▸ EXERCISE
What you return must be every line from the beginning of the data through the line holding "pub fn edges_added(&self)", unchanged.

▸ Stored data
..........
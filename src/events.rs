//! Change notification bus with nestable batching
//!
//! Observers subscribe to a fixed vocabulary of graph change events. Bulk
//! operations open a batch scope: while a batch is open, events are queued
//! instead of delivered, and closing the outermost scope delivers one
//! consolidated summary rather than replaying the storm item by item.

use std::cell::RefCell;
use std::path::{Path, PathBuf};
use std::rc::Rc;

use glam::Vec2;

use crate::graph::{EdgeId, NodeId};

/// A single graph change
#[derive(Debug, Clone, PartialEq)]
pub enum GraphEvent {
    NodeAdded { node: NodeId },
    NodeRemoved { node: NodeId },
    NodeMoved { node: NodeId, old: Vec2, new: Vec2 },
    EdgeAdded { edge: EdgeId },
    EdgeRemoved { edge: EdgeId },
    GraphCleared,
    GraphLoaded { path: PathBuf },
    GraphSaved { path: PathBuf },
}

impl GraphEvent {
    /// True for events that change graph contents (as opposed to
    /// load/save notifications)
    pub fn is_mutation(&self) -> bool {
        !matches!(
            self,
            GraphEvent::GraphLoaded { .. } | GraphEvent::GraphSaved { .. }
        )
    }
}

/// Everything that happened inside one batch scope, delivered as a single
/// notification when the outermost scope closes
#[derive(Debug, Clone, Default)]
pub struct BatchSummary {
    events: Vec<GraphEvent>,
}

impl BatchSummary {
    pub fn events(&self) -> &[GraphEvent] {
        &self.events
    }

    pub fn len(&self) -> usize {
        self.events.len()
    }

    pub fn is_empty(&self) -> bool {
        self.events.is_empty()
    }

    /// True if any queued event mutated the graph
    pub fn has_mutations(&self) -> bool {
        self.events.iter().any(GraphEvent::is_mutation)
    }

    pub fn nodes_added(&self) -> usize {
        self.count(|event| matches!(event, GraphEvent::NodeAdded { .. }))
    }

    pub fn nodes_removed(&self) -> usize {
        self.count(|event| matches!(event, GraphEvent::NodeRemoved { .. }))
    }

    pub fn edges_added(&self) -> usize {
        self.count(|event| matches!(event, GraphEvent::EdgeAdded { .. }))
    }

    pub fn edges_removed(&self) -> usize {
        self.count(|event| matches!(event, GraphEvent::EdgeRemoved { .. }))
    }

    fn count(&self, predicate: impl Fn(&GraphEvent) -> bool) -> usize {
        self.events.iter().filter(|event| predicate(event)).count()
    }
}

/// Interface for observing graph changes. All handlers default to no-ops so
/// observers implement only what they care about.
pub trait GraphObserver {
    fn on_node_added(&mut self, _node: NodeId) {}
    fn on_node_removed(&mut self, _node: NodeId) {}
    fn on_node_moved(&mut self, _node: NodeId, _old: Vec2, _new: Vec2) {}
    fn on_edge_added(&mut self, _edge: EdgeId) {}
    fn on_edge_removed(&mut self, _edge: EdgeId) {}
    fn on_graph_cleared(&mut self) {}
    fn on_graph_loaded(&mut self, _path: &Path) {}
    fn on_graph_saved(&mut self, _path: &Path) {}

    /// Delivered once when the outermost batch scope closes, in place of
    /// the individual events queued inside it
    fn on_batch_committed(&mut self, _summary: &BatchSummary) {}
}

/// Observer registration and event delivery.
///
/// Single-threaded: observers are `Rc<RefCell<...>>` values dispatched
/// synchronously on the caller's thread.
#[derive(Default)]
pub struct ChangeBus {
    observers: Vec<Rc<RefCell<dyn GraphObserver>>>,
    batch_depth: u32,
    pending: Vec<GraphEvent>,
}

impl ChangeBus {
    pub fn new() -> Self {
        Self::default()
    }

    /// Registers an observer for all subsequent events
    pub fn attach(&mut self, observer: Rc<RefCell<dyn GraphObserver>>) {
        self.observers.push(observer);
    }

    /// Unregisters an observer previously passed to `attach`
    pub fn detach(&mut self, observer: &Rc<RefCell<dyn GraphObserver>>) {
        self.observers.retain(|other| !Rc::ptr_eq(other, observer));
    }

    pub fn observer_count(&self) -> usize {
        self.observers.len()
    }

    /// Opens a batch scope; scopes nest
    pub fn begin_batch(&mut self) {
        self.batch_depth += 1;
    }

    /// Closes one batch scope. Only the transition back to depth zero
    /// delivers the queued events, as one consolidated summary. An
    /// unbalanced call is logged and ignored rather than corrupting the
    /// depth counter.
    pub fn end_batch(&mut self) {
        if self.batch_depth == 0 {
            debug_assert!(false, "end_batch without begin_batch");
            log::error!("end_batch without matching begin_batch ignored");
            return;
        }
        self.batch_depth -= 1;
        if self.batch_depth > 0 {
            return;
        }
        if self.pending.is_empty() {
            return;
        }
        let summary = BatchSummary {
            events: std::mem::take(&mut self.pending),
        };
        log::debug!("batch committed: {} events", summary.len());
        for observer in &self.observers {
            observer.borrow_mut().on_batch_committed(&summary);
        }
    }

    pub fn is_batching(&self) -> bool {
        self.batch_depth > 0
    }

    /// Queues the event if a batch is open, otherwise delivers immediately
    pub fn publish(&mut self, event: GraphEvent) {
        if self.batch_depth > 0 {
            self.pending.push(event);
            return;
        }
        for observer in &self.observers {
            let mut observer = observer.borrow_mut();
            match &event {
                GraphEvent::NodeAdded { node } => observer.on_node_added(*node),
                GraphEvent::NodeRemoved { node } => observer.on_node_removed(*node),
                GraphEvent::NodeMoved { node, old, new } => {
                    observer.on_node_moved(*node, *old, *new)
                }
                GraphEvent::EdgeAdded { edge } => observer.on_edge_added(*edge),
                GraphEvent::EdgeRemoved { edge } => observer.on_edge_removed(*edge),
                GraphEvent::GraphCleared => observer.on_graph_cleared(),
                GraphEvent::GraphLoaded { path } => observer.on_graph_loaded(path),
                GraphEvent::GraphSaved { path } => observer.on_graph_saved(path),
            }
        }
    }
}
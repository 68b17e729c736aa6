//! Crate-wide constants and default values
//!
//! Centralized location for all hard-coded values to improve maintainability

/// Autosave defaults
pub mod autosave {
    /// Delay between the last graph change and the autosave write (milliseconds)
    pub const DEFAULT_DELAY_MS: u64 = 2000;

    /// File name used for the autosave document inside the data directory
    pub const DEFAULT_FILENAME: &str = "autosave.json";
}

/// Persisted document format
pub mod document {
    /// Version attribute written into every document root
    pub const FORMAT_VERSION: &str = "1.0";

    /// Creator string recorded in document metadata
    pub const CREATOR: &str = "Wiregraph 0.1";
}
..........
▸ RESPONSE FOR THIS EXERCISE
filename src/events.rs
//! Change notification bus with nestable batching
//!
//! Observers subscribe to a fixed vocabulary of graph change events. Bulk
//! operations open a batch scope: while a batch is open, events are queued
//! instead of delivered, and closing the outermost scope delivers one
//! consolidated summary rather than replaying the storm item by item.

use std::cell::RefCell;
use std::path::{Path, PathBuf};
use std::rc::Rc;

use glam::Vec2;

use crate::graph::{EdgeId, NodeId};

/// A single graph change
#[derive(Debug, Clone, PartialEq)]
pub enum GraphEvent {
    NodeAdded { node: NodeId },
    NodeRemoved { node: NodeId },
    NodeMoved { node: NodeId, old: Vec2, new: Vec2 },
    EdgeAdded { edge: EdgeId },
    EdgeRemoved { edge: EdgeId },
    GraphCleared,
    GraphLoaded { path: PathBuf },
    GraphSaved { path: PathBuf },
}

impl GraphEvent {
    /// True for events that change graph contents (as opposed to
    /// load/save notifications)
    pub fn is_mutation(&self) -> bool {
        !matches!(
            self,
            GraphEvent::GraphLoaded { .. } | GraphEvent::GraphSaved { .. }
        )
    }
}

/// Everything that happened inside one batch scope, delivered as a single
/// notification when the outermost scope closes
#[derive(Debug, Clone, Default)]
pub struct BatchSummary {
    events: Vec<GraphEvent>,
}

impl BatchSummary {
    pub fn events(&self) -> &[GraphEvent] {
        &self.events
    }

    pub fn len(&self) -> usize {
        self.events.len()
    }

    pub fn is_empty(&self) -> bool {
        self.events.is_empty()
    }

    /// True if any queued event mutated the graph
    pub fn has_mutations(&self) -> bool {
        self.events.iter().any(GraphEvent::is_mutation)
    }

    pub fn nodes_added(&self) -> usize {
        self.count(|event| matches!(event, GraphEvent::NodeAdded { .. }))
    }

    pub fn nodes_removed(&self) -> usize {
        self.count(|event| matches!(event, GraphEvent::NodeRemoved { .. }))
    }

    pub fn edges_added(&self) -> usize {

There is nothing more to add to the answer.